A machine learning pipeline for predicting Bitcoin prices using multiple data sources, advanced feature engineering, and diverse model architectures including traditional ML, deep learning, ensemble methods, and reinforcement learning.
- Collects historical Bitcoin price data from multiple sources (Binance, CCXT, CryptoCompare, Yahoo Finance) with automatic fallback
- Engineers 100+ features including technical indicators, price patterns, and market regime detection
- Trains and compares multiple model types: traditional ML (Random Forest, XGBoost, CatBoost, etc.), deep learning (LSTM, GRU), ensemble methods, and reinforcement learning (PPO, A2C)

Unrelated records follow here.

//! User-facing diagnostics

use serde::{Deserialize, Serialize};

#[derive(Debug, Clone, Copy, PartialEq, Eq, Serialize, Deserialize)]
#[serde(rename_all = "snake_case")]
pub enum Severity {
    Error,
    Warning,
}

impl std::fmt::Display for Severity {
    fn fmt(&self, f: &mut std::fmt::Formatter<'_>) -> std::fmt::Result {
        match self {
            Severity::Error => write!(f, "error"),
            Severity::Warning => write!(f, "warning"),
        }
    }
}

/// A single diagnostic, optionally pointing at a configuration attribute
#[derive(Debug, Clone, PartialEq, Eq, Serialize, Deserialize)]
pub struct Diagnostic {
    pub severity: Severity,
    pub summary: String,
    pub detail: String,
    #[serde(default, skip_serializing_if = "Option::is_none")]
    pub attribute: Option<String>,
}

impl Diagnostic {
    pub fn error(summary: impl Into<String>, detail: impl Into<String>) -> Self {
        Self {
            severity: Severity::Error,
            summary: summary.into(),
            detail: detail.into(),
            attribute: None,
        }
    }

    pub fn with_attribute(mut self, attribute: impl Into<String>) -> Self {
        self.attribute = Some(attribute.into());
        self
    }
}

impl std::fmt::Display for Diagnostic {
    fn fmt(&self, f: &mut std::fmt::Formatter<'_>) -> std::fmt::Result {
        match &self.attribute {
            Some(attr) => write!(
                f,
                "{} [{}]: {}: {}",
                self.severity, attr, self.summary, self.detail
            ),
            None => write!(f, "{}: {}: {}", self.severity, self.summary, self.detail),
        }
    }
}

/// Ordered collection of diagnostics
#[derive(Debug, Clone, Default, PartialEq, Eq, Serialize, Deserialize)]
pub struct Diagnostics {
    pub items: Vec<Diagnostic>,
}

impl Diagnostics {
    pub fn new() -> Self {
        Self::default()
    }

    pub fn push(&mut self, diagnostic: Diagnostic) {
        self.items.push(diagnostic);
    }

    pub fn add_error(&mut self, summary: impl Into<String>, detail: impl Into<String>) {
        self.push(Diagnostic::error(summary, detail));
    }

    pub fn add_attribute_error(
        &mut self,
        attribute: impl Into<String>,
        summary: impl Into<String>,
        detail: impl Into<String>,
    ) {
        self.push(Diagnostic::error(summary, detail).with_attribute(attribute));
    }

    pub fn has_error(&self) -> bool {
        self.items.iter().any(|d| d.severity == Severity::Error)
    }

    pub fn iter(&self) -> impl Iterator<Item = &Diagnostic> {
        self.items.iter()
    }
}

impl From<Diagnostic> for Diagnostics {
    fn from(diagnostic: Diagnostic) -> Self {
        Self {
            items: vec![diagnostic],
        }
    }
}

impl std::fmt::Display for Diagnostics {
    fn fmt(&self, f: &mut std::fmt::Formatter<'_>) -> std::fmt::Result {
        for (i, d) in self.items.iter().enumerate() {
            if i > 0 {
                writeln!(f)?;
            }
            write!(f, "{}", d)?;
        }
        Ok(())
    }
}

impl std::error::Error for Diagnostics {}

- Evaluates models using comprehensive metrics (RMSE, MAE, directional accuracy) and generates interactive visualizations
- Provides a modular, extensible pipeline that can run end-to-end or execute individual stages independently
graph TD
A[Data Sources] -->|Binance/CCXT/CryptoCompare/Yahoo Finance| B[Collector]
B -->|Raw CSV| C[Preprocessor]
C -->|Processed CSV| D[Feature Engineer]
D -->|Featured CSV| E[Model Training]
E -->|Traditional ML| F[Models]
E -->|Deep Learning| F
E -->|Ensemble| F
E -->|Reinforcement Learning| F
F -->|PKL/H5 Files| G[Evaluator]
G -->|Metrics & Visualizations| H[Results]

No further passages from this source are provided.